Kayson stood on the cracked asphalt, the afternoon sun doing little to warm the chill that had settled in his gut. The carnival grounds, a sprawling testament to his uncle’s faded glory, seemed to mock him with every creaking hinge and peeling paint chip. He’d spent the last few days wrestling with a rogue bumper car, attempting to placate a perpetually disgruntled badger mascot, and narrowly avoiding a sticky end courtesy of a sentient, sugar-spewing cotton candy machine. Then there were the pigeons, oh, the pigeons. They seemed to have declared the Ferris wheel their personal avian condominium, and their territorial squawks were a constant soundtrack to his growing despair. The festival was less than a week away, and the grounds looked less like a place of joyous revelry and more like a prop from a post-apocalyptic film.
He needed help. Real, competent, non-pigeon-related help. And who in this town was known for her competence, her organization, her sheer, unadulterated ability to impose order on chaos?

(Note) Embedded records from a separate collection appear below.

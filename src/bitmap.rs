//! Lock-free bit vector shared by stream and border bookkeeping.

use std::sync::atomic::{AtomicU64, Ordering};

const WORD_BITS: usize = 64;

/// Fixed-size bit vector with atomic set/clear.
#[derive(Debug)]
pub struct AtomicBitmap {
  len: usize,
  words: Vec<AtomicU64>,
}

impl AtomicBitmap {
  /// Creates a bitmap of `len` cleared bits.
  pub fn new(len: usize) -> Self {
    let words = (0..len.div_ceil(WORD_BITS))
      .map(|_| AtomicU64::new(0))
      .collect();
    Self { len, words }
  }

  /// Number of bits.
  pub fn len(&self) -> usize {
    self.len
  }

  /// Whether the bitmap has no bits at all.
  pub fn is_empty(&self) -> bool {
    self.len == 0
  }

  /// Sets bit `index`, returning its previous value. Out-of-range is a no-op returning `false`.
  pub fn set(&self, index: usize) -> bool {
    if index >= self.len {
      return false;
    }
    let mask = 1u64 << (index % WORD_BITS);
    self.words[index / WORD_BITS].fetch_or(mask, Ordering::AcqRel) & mask != 0
  }

  /// Clears bit `index`, returning its previous value.
  pub fn clear(&self, index: usize) -> bool {
    if index >= self.len {
      return false;
    }
    let mask = 1u64 << (index % WORD_BITS);
    self.words[index / WORD_BITS].fetch_and(!mask, Ordering::AcqRel) & mask != 0
  }

  /// Reads bit `index`.
  pub fn test(&self, index: usize) -> bool {
    if index >= self.len {
      return false;
    }
    let mask = 1u64 << (index % WORD_BITS);
    self.words[index / WORD_BITS].load(Ordering::Acquire) & mask != 0
  }

  /// Number of set bits.
  pub fn count(&self) -> usize {
    self
      .words
      .iter()
      .map(|w| w.load(Ordering::Acquire).count_ones() as usize)
      .sum()
  }

  /// Whether every bit is set. An empty bitmap counts as full.
  pub fn all(&self) -> bool {
    self.count() == self.len
  }

  /// Whether any bit is set.
  pub fn any(&self) -> bool {
    self.words.iter().any(|w| w.load(Ordering::Acquire) != 0)
  }

  /// Sets every bit.
  pub fn set_all(&self) {
    for index in 0..self.len {
      self.set(index);
    }
  }
}
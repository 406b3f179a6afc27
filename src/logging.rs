//! Log output setup.
//!
//! The crate logs through `tracing`. Binaries and tests that want to see the
//! output call [`init_tracing`], which installs a `fmt` subscriber filtered by
//! the `GRIDWEAVE_LOG` environment variable (for example
//! `GRIDWEAVE_LOG=gridweave=debug`). Without it, `info` and above are shown.

use tracing_subscriber::EnvFilter;

/// Environment variable holding the log filter.
pub const LOG_ENV: &str = "GRIDWEAVE_LOG";

/// Installs the global subscriber. Later calls, or calls after another
/// subscriber was installed, do nothing.
pub fn init_tracing() {
  let filter = EnvFilter::try_from_env(LOG_ENV).unwrap_or_else(|_| EnvFilter::new("info"));
  let _ = tracing_subscriber::fmt()
    .with_env_filter(filter)
    .with_target(true)
    .try_init();
}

Ms. Abigail Periwinkle, the town librarian. The thought sent a nervous tremor through him. Ms. Periwinkle was a formidable woman, her stern gaze capable of wilting even the most boisterous child, her voice a low, resonant hum that demanded silence. She wielded her Dewey Decimal System like a weapon and her disapproval like a finely honed blade. Approaching her felt akin to asking a dragon for knitting advice.

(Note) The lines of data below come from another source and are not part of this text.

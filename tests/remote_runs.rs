//! Runs with remote subgraphs, served by a second engine over the loopback
//! connector.

mod common;

use common::{engine, numbers, values};
use gridweave::engine::{Engine, RunOptions};
use gridweave::error::{ErrorCode, GraphError};
use gridweave::graph::{GraphDef, NodeDef, SubgraphDef};
use gridweave::partition::{PartId, PartitionDescriptor};
use gridweave::transport::{
  ConnectRequest, Connector, LoopbackConnector, RpcStream, StreamReceiver, TransportError,
};
use gridweave::wire::StreamMessage;
use std::sync::Arc;
use std::time::Duration;

/// A client engine whose remote subgraphs run on a fresh server engine.
fn client() -> (Engine, Arc<Engine>) {
  let server = Arc::new(engine());
  let client = engine();
  client.set_connector(Arc::new(LoopbackConnector::new(Arc::clone(&server))));
  (client, server)
}

fn remote_double(partitions: u32, count: i64) -> GraphDef {
  GraphDef::new("remote-double")
    .subgraph(SubgraphDef::local(0).node(numbers("numbers", count)))
    .subgraph(
      SubgraphDef::remote(1, PartitionDescriptor::all(partitions))
        .node(NodeDef::new("double", "double")),
    )
    .edge("numbers", "out", "double", "in")
    .output("doubled", "double", "out")
}

// ============================================================================
// Data flow
// ============================================================================

#[test]
fn test_local_to_remote_and_back() {
  let (client, _server) = client();
  let run = client.run(remote_double(1, 3), RunOptions::default()).unwrap();
  assert_eq!(values(&run), vec![2, 4, 6]);
  let summary = run.wait();
  assert!(summary.is_ok(), "{:?}", summary);
  // Server metrics come back with the finalize summary.
  assert!(summary.metrics.contains_key("double"));
}

#[test]
fn test_partitions_split_the_data() {
  let (client, _server) = client();
  let run = client.run(remote_double(2, 4), RunOptions::default()).unwrap();
  let items = run.collect().unwrap();
  let mut by_partition = [Vec::new(), Vec::new()];
  for item in &items {
    by_partition[item.partition as usize].push(*item.payload.downcast_ref::<i64>().unwrap());
  }
  by_partition.iter_mut().for_each(|values| values.sort_unstable());
  assert_eq!(by_partition, [vec![2, 6], vec![4, 8]]);
  assert!(run.wait().is_ok());
}

#[test]
fn test_explicit_partition_subset() {
  let (client, _server) = client();
  let graph = GraphDef::new("subset")
    .subgraph(SubgraphDef::local(0).node(numbers("numbers", 4)))
    .subgraph(
      SubgraphDef::remote(
        1,
        PartitionDescriptor {
          part_count: 8,
          part_ids: vec![3, 5],
        },
      )
      .node(NodeDef::new("double", "double")),
    )
    .edge("numbers", "out", "double", "in")
    .output("doubled", "double", "out");
  let run = client.run(graph, RunOptions::default()).unwrap();
  let items = run.collect().unwrap();
  assert_eq!(items.len(), 4);
  assert!(items.iter().all(|item| item.partition == 3 || item.partition == 5));
  assert!(run.wait().is_ok());
}

#[test]
fn test_remote_result_feeds_local_node() {
  let (client, _server) = client();
  let graph = remote_double(2, 4)
    .subgraph(SubgraphDef::local(2).node(NodeDef::new("sum", "sum")))
    .edge("double", "out", "sum", "in")
    .output("total", "sum", "out");
  let run = client.run(graph, RunOptions::default()).unwrap();
  let items = run.collect().unwrap();
  let total: Vec<i64> = items
    .iter()
    .filter(|item| item.output == "total")
    .filter_map(|item| item.payload.downcast_ref::<i64>().copied())
    .collect();
  assert_eq!(total, vec![20]);
  assert!(run.wait().is_ok());
}

#[test]
fn test_remote_to_remote_relay() {
  let (client, _server) = client();
  let graph = GraphDef::new("relay")
    .subgraph(SubgraphDef::local(0).node(numbers("numbers", 3)))
    .subgraph(SubgraphDef::remote(1, PartitionDescriptor::all(1)).node(NodeDef::new("first", "double")))
    .subgraph(SubgraphDef::remote(2, PartitionDescriptor::all(1)).node(NodeDef::new("second", "double")))
    .edge("numbers", "out", "first", "in")
    .edge("first", "out", "second", "in")
    .output("quadrupled", "second", "out");
  let run = client.run(graph, RunOptions::default()).unwrap();
  assert_eq!(values(&run), vec![4, 8, 12]);
  assert!(run.wait().is_ok());
}

#[test]
fn test_remote_source_relays_to_remote() {
  let graph = GraphDef::new("remote-source")
    .subgraph(SubgraphDef::remote(1, PartitionDescriptor::all(1)).node(numbers("numbers", 50)))
    .subgraph(SubgraphDef::remote(2, PartitionDescriptor::all(4)).node(NodeDef::new("double", "double")))
    .edge("numbers", "out", "double", "in")
    .output("doubled", "double", "out");
  let expected: Vec<i64> = (1..=50).map(|value| value * 2).collect();
  // The source starts sending as soon as its stream opens, which can be
  // before the client has bound the second stream.
  for _ in 0..10 {
    let (client, _server) = client();
    let run = client.run(graph.clone(), RunOptions::default()).unwrap();
    assert_eq!(values(&run), expected);
    let summary = run.wait();
    assert!(summary.is_ok(), "{:?}", summary);
  }
}

// ============================================================================
// Failures
// ============================================================================

#[test]
fn test_remote_kernel_failure_reaches_client() {
  let (client, _server) = client();
  let graph = GraphDef::new("remote-fail")
    .subgraph(SubgraphDef::local(0).node(numbers("numbers", 2)))
    .subgraph(SubgraphDef::remote(1, PartitionDescriptor::all(1)).node(NodeDef::new("broken", "fail")))
    .edge("numbers", "out", "broken", "in")
    .output("values", "broken", "out");
  let run = client.run(graph, RunOptions::default()).unwrap();
  assert!(run.collect().is_err());
  let summary = run.wait();
  assert_eq!(summary.code, ErrorCode::Kernel);
  assert!(summary.message.contains("refused"));
}

#[test]
fn test_missing_connector_fails_run() {
  let engine = engine();
  let run = engine.run(remote_double(1, 1), RunOptions::default()).unwrap();
  assert!(matches!(run.collect(), Err(GraphError::StreamSend { .. })));
  assert_eq!(run.wait().code, ErrorCode::StreamSend);
}

struct Refusing;

impl Connector for Refusing {
  fn connect(
    &self,
    _request: ConnectRequest,
    _receiver: Arc<dyn StreamReceiver>,
  ) -> Result<Arc<dyn RpcStream>, TransportError> {
    Err(TransportError::Rejected("service unavailable".to_string()))
  }
}

#[test]
fn test_connect_failure_fails_run() {
  let engine = engine();
  engine.set_connector(Arc::new(Refusing));
  let run = engine.run(remote_double(2, 1), RunOptions::default()).unwrap();
  let summary = run.wait_timeout(Duration::from_secs(5)).unwrap();
  assert_eq!(summary.code, ErrorCode::StreamSend);
  assert!(summary.message.contains("service unavailable"));
}

/// Accepts every message and never answers.
struct Silent;

impl RpcStream for Silent {
  fn send(&self, _partition: PartId, _message: StreamMessage) -> Result<(), TransportError> {
    Ok(())
  }
}

impl Connector for Silent {
  fn connect(
    &self,
    _request: ConnectRequest,
    _receiver: Arc<dyn StreamReceiver>,
  ) -> Result<Arc<dyn RpcStream>, TransportError> {
    Ok(Arc::new(Silent))
  }
}

#[test]
fn test_silent_server_times_out() {
  let engine = engine();
  engine.set_connector(Arc::new(Silent));
  let run = engine
    .run(
      remote_double(1, 2),
      RunOptions::default().with_timeout(Duration::from_millis(200)),
    )
    .unwrap();
  assert!(matches!(run.collect(), Err(GraphError::Timeout)));
  assert_eq!(run.wait().code, ErrorCode::Timeout);
}

#[test]
fn test_cancel_stops_waiting_run() {
  let engine = engine();
  engine.set_connector(Arc::new(Silent));
  let run = engine.run(remote_double(1, 2), RunOptions::default()).unwrap();
  assert!(run.wait_timeout(Duration::from_millis(50)).is_none());
  run.cancel();
  let summary = run.wait_timeout(Duration::from_secs(5)).unwrap();
  assert_eq!(summary.code, ErrorCode::Cancelled);
}

/// Every send fails once connected.
struct Broken;

impl RpcStream for Broken {
  fn send(&self, _partition: PartId, _message: StreamMessage) -> Result<(), TransportError> {
    Err(TransportError::Closed)
  }
}

impl Connector for Broken {
  fn connect(
    &self,
    _request: ConnectRequest,
    _receiver: Arc<dyn StreamReceiver>,
  ) -> Result<Arc<dyn RpcStream>, TransportError> {
    Ok(Arc::new(Broken))
  }
}

#[test]
fn test_send_failure_fails_run_after_retries() {
  let engine = engine();
  engine.set_connector(Arc::new(Broken));
  let run = engine.run(remote_double(1, 2), RunOptions::default()).unwrap();
  let summary = run.wait_timeout(Duration::from_secs(5)).unwrap();
  assert_eq!(summary.code, ErrorCode::StreamSend);
}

Clutching a crumpled flyer advertising the annual festival – a hopeful, if laughable, beacon of his impending doom – Kayson marched towards the imposing brick building that housed the town library. The air inside was cool and smelled faintly of old paper and lemon polish. Sunlight streamed through tall, arched windows, illuminating dust motes dancing in the hushed atmosphere. Ms. Periwinkle sat behind her imposing oak desk, her silver hair pulled back in a severe bun, her spectacles perched on the end of her nose as she meticulously stamped a return date into a book. She looked like she’d been carved from granite, elegant and unyielding.